-------- RECORDS FOR THE EXERCISE --------

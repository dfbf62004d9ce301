// src/ingest/types.rs
//
// Record shapes crossing the ingestion boundary, plus the async traits the
// external collaborators (metadata API client, comment scraper) live behind.

use anyhow::Result;
use chrono::{DateTime, Utc};
use serde::{Deserialize, Serialize};

use crate::features::category::CategoryField;
use crate::ingest::{decode_entities, flag_from_any, parse_runtime_minutes};

/// One video's metadata, from the archive exports or the live API.
///
/// Only `id` is mandatory; every other field has a documented default so a
/// sparse archive row still assembles into a full feature vector. A record
/// with no id is a schema violation and fails deserialization.
#[derive(Debug, Clone, PartialEq, Serialize, Deserialize)]
pub struct VideoRecord {
    pub id: String,
    #[serde(default)]
    pub title: Option<String>,
    #[serde(default)]
    pub uploader: Option<String>,
    /// Archive upload stamp, kept verbatim (`YYYYMMDD`).
    #[serde(default)]
    pub upload_date: Option<String>,
    /// When this metadata was fetched; drives the serve-time refetch window.
    #[serde(default)]
    pub fetch_date: Option<DateTime<Utc>>,
    #[serde(default)]
    pub description: Option<String>,
    #[serde(default)]
    pub category: Option<CategoryField>,
    /// Runtime code (`PT1H2M3S`) or pre-converted fractional minutes.
    #[serde(default)]
    pub duration: DurationField,
    #[serde(default)]
    pub age_limit: i64,
    #[serde(default)]
    pub view_count: i64,
    #[serde(default)]
    pub like_count: i64,
    #[serde(default)]
    pub dislike_count: i64,
    #[serde(default, deserialize_with = "flag_from_any")]
    pub is_comments_enabled: bool,
    #[serde(default, deserialize_with = "flag_from_any")]
    pub is_live_content: bool,
}

impl VideoRecord {
    /// Minimal record for building inputs in tests and fixtures.
    pub fn with_id(id: impl Into<String>) -> Self {
        Self {
            id: id.into(),
            title: None,
            uploader: None,
            upload_date: None,
            fetch_date: None,
            description: None,
            category: None,
            duration: DurationField::default(),
            age_limit: 0,
            view_count: 0,
            like_count: 0,
            dislike_count: 0,
            is_comments_enabled: false,
            is_live_content: false,
        }
    }

    /// Duration in fractional minutes, 0.0 when the runtime code is garbage.
    pub fn duration_minutes(&self) -> f64 {
        self.duration.as_minutes()
    }
}

/// Duration as delivered by a source: the API ships ISO-8601-ish runtime
/// codes, archive exports ship minutes already converted.
#[derive(Debug, Clone, PartialEq, Serialize, Deserialize)]
#[serde(untagged)]
pub enum DurationField {
    Minutes(f64),
    Runtime(String),
}

impl Default for DurationField {
    fn default() -> Self {
        DurationField::Minutes(0.0)
    }
}

impl DurationField {
    pub fn as_minutes(&self) -> f64 {
        match self {
            DurationField::Minutes(m) => *m,
            DurationField::Runtime(code) => match parse_runtime_minutes(code) {
                Some(m) => m,
                None => {
                    metrics::counter!("ingest_unparsed_duration_total").increment(1);
                    tracing::debug!(code, "unparseable runtime code, defaulting to 0");
                    0.0
                }
            },
        }
    }
}

/// One scraped comment. Field aliases match the scraper's JSON keys
/// (`cid`, `time`); entity decoding happens right here at the boundary so
/// the text cleaner never sees `&amp;`-style noise.
#[derive(Debug, Clone, PartialEq, Serialize, Deserialize)]
pub struct CommentRecord {
    #[serde(default)]
    pub video_id: String,
    #[serde(default, alias = "cid")]
    pub comment_id: String,
    #[serde(default, deserialize_with = "decode_entities")]
    pub text: String,
    #[serde(default)]
    pub author: Option<String>,
    #[serde(default)]
    pub channel: Option<String>,
    /// Vote tally as scraped — free text like `"324"` or `"1.2K"`. Parsed
    /// during aggregation; non-numeric tallies are excluded from the mean.
    #[serde(default, alias = "vote_count")]
    pub votes: String,
    #[serde(default, deserialize_with = "flag_from_any")]
    pub heart: bool,
    /// Human-readable publication label from the scraper ("2 years ago").
    #[serde(default, alias = "time")]
    pub published: Option<String>,
}

impl CommentRecord {
    /// Comment with just the fields the feature pipeline reads.
    pub fn of_text(video_id: impl Into<String>, text: impl Into<String>) -> Self {
        Self {
            video_id: video_id.into(),
            comment_id: String::new(),
            text: text.into(),
            author: None,
            channel: None,
            votes: String::new(),
            heart: false,
            published: None,
        }
    }

    pub fn with_votes(mut self, votes: impl Into<String>) -> Self {
        self.votes = votes.into();
        self
    }
}

/// Metadata client boundary (live API, archive reader, test stub).
#[async_trait::async_trait]
pub trait MetadataSource: Send + Sync {
    async fn fetch_video(&self, video_id: &str) -> Result<VideoRecord>;
    fn name(&self) -> &'static str;
}

/// Comment scraper boundary. `Ok(None)` means the fetch could not run at all
/// (comments disabled, scraper down); `Ok(Some(vec![]))` means the fetch ran
/// and found nothing. Feature output is identical for both, storage policy
/// is not: an absent fetch never overwrites previously stored comments.
#[async_trait::async_trait]
pub trait CommentSource: Send + Sync {
    async fn fetch_comments(&self, video_id: &str) -> Result<Option<Vec<CommentRecord>>>;
    fn name(&self) -> &'static str;
}

#[cfg(test)]
mod tests {
    use super::*;

    #[test]
    fn video_record_requires_id() {
        let err = serde_json::from_str::<VideoRecord>(r#"{"view_count": 5}"#);
        assert!(err.is_err(), "a record without id must not deserialize");
    }

    #[test]
    fn sparse_video_record_gets_defaults() {
        let v: VideoRecord = serde_json::from_str(r#"{"id": "dQw4w9WgXcQ"}"#).unwrap();
        assert_eq!(v.view_count, 0);
        assert_eq!(v.like_count, 0);
        assert_eq!(v.dislike_count, 0);
        assert!(!v.is_comments_enabled);
        assert!(!v.is_live_content);
        assert_eq!(v.duration_minutes(), 0.0);
        assert!(v.description.is_none());
    }

    #[test]
    fn archive_style_flags_deserialize() {
        let v: VideoRecord = serde_json::from_str(
            r#"{"id": "x", "is_comments_enabled": "t", "is_live_content": "f"}"#,
        )
        .unwrap();
        assert!(v.is_comments_enabled);
        assert!(!v.is_live_content);

        let v: VideoRecord = serde_json::from_str(
            r#"{"id": "x", "is_comments_enabled": true, "is_live_content": 1}"#,
        )
        .unwrap();
        assert!(v.is_comments_enabled);
        assert!(v.is_live_content);
    }

    #[test]
    fn duration_accepts_minutes_and_runtime_codes() {
        let v: VideoRecord =
            serde_json::from_str(r#"{"id": "x", "duration": 4.5}"#).unwrap();
        assert!((v.duration_minutes() - 4.5).abs() < 1e-9);

        let v: VideoRecord =
            serde_json::from_str(r#"{"id": "x", "duration": "PT1H30M"}"#).unwrap();
        assert!((v.duration_minutes() - 90.0).abs() < 1e-9);
    }

    #[test]
    fn comment_record_accepts_scraper_keys() {
        let c: CommentRecord = serde_json::from_str(
            r#"{"cid": "abc.123", "text": "love it", "votes": "1.2K", "time": "2 years ago"}"#,
        )
        .unwrap();
        assert_eq!(c.comment_id, "abc.123");
        assert_eq!(c.votes, "1.2K");
        assert_eq!(c.published.as_deref(), Some("2 years ago"));
    }

    #[test]
    fn comment_text_is_entity_decoded_at_the_boundary() {
        let c: CommentRecord =
            serde_json::from_str(r#"{"text": "tom &amp; jerry &quot;rule&quot;"}"#).unwrap();
        assert_eq!(c.text, "tom & jerry \"rule\"");
    }
}
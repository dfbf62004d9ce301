//! Reception Prediction Service — Binary Entrypoint
//! Boots the Axum HTTP server, wiring the classifier, the live YouTube
//! sources, the prediction store, and the /metrics exporter.

use std::sync::Arc;

use anyhow::{bail, Context, Result};
use tracing::{info, warn};
use tracing_subscriber::{fmt, prelude::*, EnvFilter};

use yt_reception_predictor::api::AppState;
use yt_reception_predictor::classifier::BaselineClassifier;
use yt_reception_predictor::config::PipelineConfig;
use yt_reception_predictor::create_router;
use yt_reception_predictor::ingest::providers::youtube_api::YouTubeApiSource;
use yt_reception_predictor::ingest::types::{CommentSource, MetadataSource};
use yt_reception_predictor::metrics::Metrics;
use yt_reception_predictor::store::MemoryStore;

fn init_tracing() {
    let filter = EnvFilter::try_from_default_env().unwrap_or_else(|_| EnvFilter::new("info"));
    tracing_subscriber::registry()
        .with(filter)
        .with(fmt::layer().compact())
        .init();
}

#[tokio::main]
async fn main() -> Result<()> {
    // Load .env in local/dev; no-op in prod environments.
    let _ = dotenvy::dotenv();
    init_tracing();

    let config = PipelineConfig::load().context("loading pipeline config")?;

    let metrics = Metrics::init(config.refetch_window_secs);

    // A configured model path must load; an unconfigured one means the
    // threshold fallback is the deliberate choice.
    let classifier = match &config.model_path {
        Some(path) => {
            let clf = BaselineClassifier::load(path)
                .with_context(|| format!("loading model from {}", path.display()))?;
            info!(model = %path.display(), "loaded trained classifier");
            clf
        }
        None => {
            warn!("no model_path configured, serving with sentiment thresholds");
            BaselineClassifier::new()
        }
    };

    let Some(api_key) = config.api_key() else {
        bail!("no YouTube API key configured (set YOUTUBE_API_KEY or youtube_api_key)");
    };
    let source = Arc::new(YouTubeApiSource::new(api_key));

    let state = AppState::new(
        Arc::new(classifier),
        source.clone() as Arc<dyn MetadataSource>,
        source as Arc<dyn CommentSource>,
        Arc::new(MemoryStore::with_capacity(config.store_capacity)),
        config.refetch_window_secs,
    );
    let router = create_router(state).merge(metrics.router());

    let listener = tokio::net::TcpListener::bind(&config.bind_addr)
        .await
        .with_context(|| format!("binding {}", config.bind_addr))?;
    info!(addr = %config.bind_addr, "reception predictor listening");
    axum::serve(listener, router)
        .await
        .context("serving http")?;
    Ok(())
}
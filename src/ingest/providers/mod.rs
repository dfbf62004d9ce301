pub mod youtube_api;
//! Directory diff and merge between the external directory and a realm's users.
//!
//! Users are joined on `username == account.name`. The reserved
//! administrative account is never reported for removal. Removal compacts the
//! list by swapping in the last element, so the relative order of internal
//! users is **not** preserved across a sync pass.
use std::collections::HashSet;

use serde::Serialize;

use crate::roles::roles_for;
use crate::users::{ExternalAccount, FederatedIdentity, Group, InternalUser, email_for};

/// Accounts to add and positions in the internal list to remove.
#[derive(Debug, Clone, Default, PartialEq, Eq, Serialize)]
pub struct DirectoryDiff {
    pub added: Vec<ExternalAccount>,
    pub removed: Vec<usize>,
}

impl DirectoryDiff {
    pub fn is_empty(&self) -> bool {
        self.added.is_empty() && self.removed.is_empty()
    }
}

/// Computes which external accounts are missing internally and which internal
/// users (by index) no longer exist externally.
///
/// ```
/// use sso_core::{diff_users, ExternalAccount, InternalUser};
///
/// let internal: Vec<InternalUser> = ["customer-admin", "alice", "bob"]
///     .into_iter()
///     .map(|name| InternalUser { username: name.into(), ..Default::default() })
///     .collect();
/// let external = vec![ExternalAccount::new("alice", "1"), ExternalAccount::new("carol", "2")];
///
/// let diff = diff_users(&internal, &external);
/// assert_eq!(diff.added, vec![ExternalAccount::new("carol", "2")]);
/// assert_eq!(diff.removed, vec![2]);
/// ```
pub fn diff_users(internal: &[InternalUser], external: &[ExternalAccount]) -> DirectoryDiff {
    let internal_names: HashSet<&str> = internal.iter().map(|u| u.username.as_str()).collect();
    let external_names: HashSet<&str> = external.iter().map(|a| a.name.as_str()).collect();

    let mut seen = HashSet::new();
    let added = external
        .iter()
        .filter(|account| !internal_names.contains(account.name.as_str()))
        .filter(|account| seen.insert(account.name.as_str()))
        .cloned()
        .collect();

    let removed = internal
        .iter()
        .enumerate()
        .filter(|(_, user)| {
            !user.is_customer_admin() && !external_names.contains(user.username.as_str())
        })
        .map(|(index, _)| index)
        .collect();

    DirectoryDiff { added, removed }
}

/// Removes the users at `indexes` with swap-remove and returns them.
///
/// Indexes are applied from highest to lowest so every index still refers to
/// the element it named when the diff was computed. Out-of-range and
/// duplicate indexes are ignored.
pub fn remove_indexes(users: &mut Vec<InternalUser>, indexes: &[usize]) -> Vec<InternalUser> {
    let mut ordered = indexes.to_vec();
    ordered.sort_unstable_by(|a, b| b.cmp(a));
    ordered.dedup();
    let mut removed = Vec::with_capacity(ordered.len());
    for index in ordered {
        if index < users.len() {
            removed.push(users.swap_remove(index));
        }
    }
    removed
}

/// Inserts `user` unless one with the same username exists.
pub fn ensure_user(users: &mut Vec<InternalUser>, user: InternalUser) -> bool {
    if users.iter().any(|u| u.username == user.username) {
        return false;
    }
    users.push(user);
    true
}

/// What a sync pass changed.
#[derive(Debug, Clone, Default, PartialEq, Eq, Serialize)]
pub struct SyncReport {
    pub added: Vec<String>,
    pub removed: Vec<String>,
    pub roles_changed: Vec<String>,
}

impl SyncReport {
    pub fn is_empty(&self) -> bool {
        self.added.is_empty() && self.removed.is_empty() && self.roles_changed.is_empty()
    }
}

/// Applies the directory diff to `users` and recomputes the role bundle of
/// every remaining non-administrative user from `privileged` membership.
///
/// New users are linked to `identity_provider` through a federated identity
/// carrying the account uid.
pub fn synchronize_users(
    users: &mut Vec<InternalUser>,
    accounts: &[ExternalAccount],
    privileged: &Group,
    identity_provider: &str,
) -> SyncReport {
    let diff = diff_users(users, accounts);
    let mut report = SyncReport {
        removed: remove_indexes(users, &diff.removed)
            .into_iter()
            .map(|u| u.username)
            .collect(),
        ..SyncReport::default()
    };

    for account in diff.added {
        report.added.push(account.name.clone());
        users.push(InternalUser {
            username: account.name.clone(),
            email: email_for(&account.name),
            email_verified: true,
            enabled: true,
            federated_identities: vec![FederatedIdentity {
                identity_provider: identity_provider.to_string(),
                user_id: account.uid,
                user_name: account.name,
            }],
            ..InternalUser::default()
        });
    }

    for user in users.iter_mut().filter(|u| !u.is_customer_admin()) {
        let roles = roles_for(privileged.contains(&user.username));
        if user.client_roles != roles {
            user.client_roles = roles;
            if !report.added.contains(&user.username) {
                report.roles_changed.push(user.username.clone());
            }
        }
    }

    report
}

#[cfg(test)]
mod tests {
    use super::*;
    use crate::roles::REALM_MANAGEMENT_CLIENT;
    use crate::users::{CUSTOMER_ADMIN_USERNAME, customer_admin_user};

    fn user(name: &str) -> InternalUser {
        InternalUser {
            username: name.into(),
            ..InternalUser::default()
        }
    }

    fn names(users: &[InternalUser]) -> Vec<&str> {
        let mut names: Vec<_> = users.iter().map(|u| u.username.as_str()).collect();
        names.sort_unstable();
        names
    }

    #[test]
    fn diff_adds_missing_and_removes_stale_users() {
        let internal = vec![user(CUSTOMER_ADMIN_USERNAME), user("alice"), user("bob")];
        let external = vec![
            ExternalAccount::new("alice", "u1"),
            ExternalAccount::new("carol", "u2"),
        ];

        let diff = diff_users(&internal, &external);

        assert_eq!(diff.added, vec![ExternalAccount::new("carol", "u2")]);
        assert_eq!(diff.removed, vec![2]);
        assert_eq!(internal[diff.removed[0]].username, "bob");
    }

    #[test]
    fn admin_is_never_removed_even_with_empty_directory() {
        let internal = vec![user("alice"), user(CUSTOMER_ADMIN_USERNAME), user("bob")];
        let diff = diff_users(&internal, &[]);
        assert_eq!(diff.removed, vec![0, 2]);
        assert!(diff.removed.iter().all(|&i| !internal[i].is_customer_admin()));
    }

    #[test]
    fn duplicate_directory_names_are_added_once() {
        let external = vec![ExternalAccount::new("dave", "u1"), ExternalAccount::new("dave", "u1")];
        let diff = diff_users(&[], &external);
        assert_eq!(diff.added.len(), 1);
    }

    #[test]
    fn remove_indexes_removes_exactly_the_named_users() {
        let mut users: Vec<_> = ["a", "b", "c", "d", "e"].into_iter().map(user).collect();
        let removed = remove_indexes(&mut users, &[1, 3, 3, 9]);
        assert_eq!(names(&removed), vec!["b", "d"]);
        assert_eq!(names(&users), vec!["a", "c", "e"]);
    }

    #[test]
    fn sync_promotes_existing_user_without_readding() {
        let mut users = vec![customer_admin_user("pw"), user("alice")];
        let accounts = vec![ExternalAccount::new("alice", "u1")];
        let mut admins = Group {
            name: "dedicated-admins".into(),
            users: Vec::new(),
        };

        let first = synchronize_users(&mut users, &accounts, &admins, "openshift-v4");
        assert!(first.added.is_empty());
        assert_eq!(first.roles_changed, vec!["alice"]);
        assert!(!users[1].client_roles.contains_key(REALM_MANAGEMENT_CLIENT));

        admins.users.push("alice".into());
        let second = synchronize_users(&mut users, &accounts, &admins, "openshift-v4");
        assert!(second.added.is_empty() && second.removed.is_empty());
        assert_eq!(second.roles_changed, vec!["alice"]);
        assert!(users[1].client_roles.contains_key(REALM_MANAGEMENT_CLIENT));
    }

    #[test]
    fn sync_links_new_users_to_identity_provider() {
        let mut users = Vec::new();
        let accounts = vec![ExternalAccount::new("carol", "uid-7")];
        let report = synchronize_users(&mut users, &accounts, &Group::default(), "openshift-v4");

        assert_eq!(report.added, vec!["carol"]);
        assert!(report.roles_changed.is_empty());
        let carol = &users[0];
        assert_eq!(carol.email, "carol@example.com");
        assert!(carol.enabled && carol.email_verified);
        assert_eq!(
            carol.federated_identities,
            vec![FederatedIdentity {
                identity_provider: "openshift-v4".into(),
                user_id: "uid-7".into(),
                user_name: "carol".into(),
            }]
        );
        assert_eq!(carol.client_roles, roles_for(false));
    }

    #[test]
    fn second_pass_without_directory_change_is_a_no_op() {
        let mut users = vec![customer_admin_user("pw"), user("bob")];
        let accounts = vec![
            ExternalAccount::new("alice", "u1"),
            ExternalAccount::new("carol", "u2"),
        ];
        let admins = Group {
            name: "dedicated-admins".into(),
            users: vec!["carol".into()],
        };

        synchronize_users(&mut users, &accounts, &admins, "openshift-v4");
        let snapshot = users.clone();
        let report = synchronize_users(&mut users, &accounts, &admins, "openshift-v4");

        assert!(report.is_empty());
        assert_eq!(users, snapshot);
    }

    #[test]
    fn sync_matches_directory_for_every_membership_combination() {
        let pool = ["a", "b", "c", "d", "e", "f", CUSTOMER_ADMIN_USERNAME];
        let pick = |mask: u32| -> Vec<&'static str> {
            pool.iter()
                .enumerate()
                .filter(|(bit, _)| mask & (1 << bit) != 0)
                .map(|(_, name)| *name)
                .collect()
        };
        let nobody = Group {
            name: "dedicated-admins".into(),
            users: Vec::new(),
        };

        for internal_mask in 0..1u32 << pool.len() {
            for external_mask in 0..1u32 << pool.len() {
                let mut users: Vec<_> = pick(internal_mask).into_iter().map(user).collect();
                let accounts: Vec<_> = pick(external_mask)
                    .into_iter()
                    .map(|name| ExternalAccount::new(name, name))
                    .collect();

                let diff = diff_users(&users, &accounts);
                assert!(diff.removed.iter().all(|&i| !users[i].is_customer_admin()));

                synchronize_users(&mut users, &accounts, &nobody, "openshift-v4");

                let mut expected = pick(external_mask);
                if internal_mask & (1 << 6) != 0 && !expected.contains(&CUSTOMER_ADMIN_USERNAME) {
                    expected.push(CUSTOMER_ADMIN_USERNAME);
                }
                expected.sort_unstable();
                assert_eq!(
                    names(&users),
                    expected,
                    "internal {internal_mask:#b} external {external_mask:#b}"
                );
            }
        }
    }
}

--------

ASSIGNMENT :: Which lines in the data hold the string "SyncReport"? Copy each of them.

WRITTEN ANSWER ::
pub struct SyncReport {
impl SyncReport {
) -> SyncReport {
    let mut report = SyncReport {
        ..SyncReport::default()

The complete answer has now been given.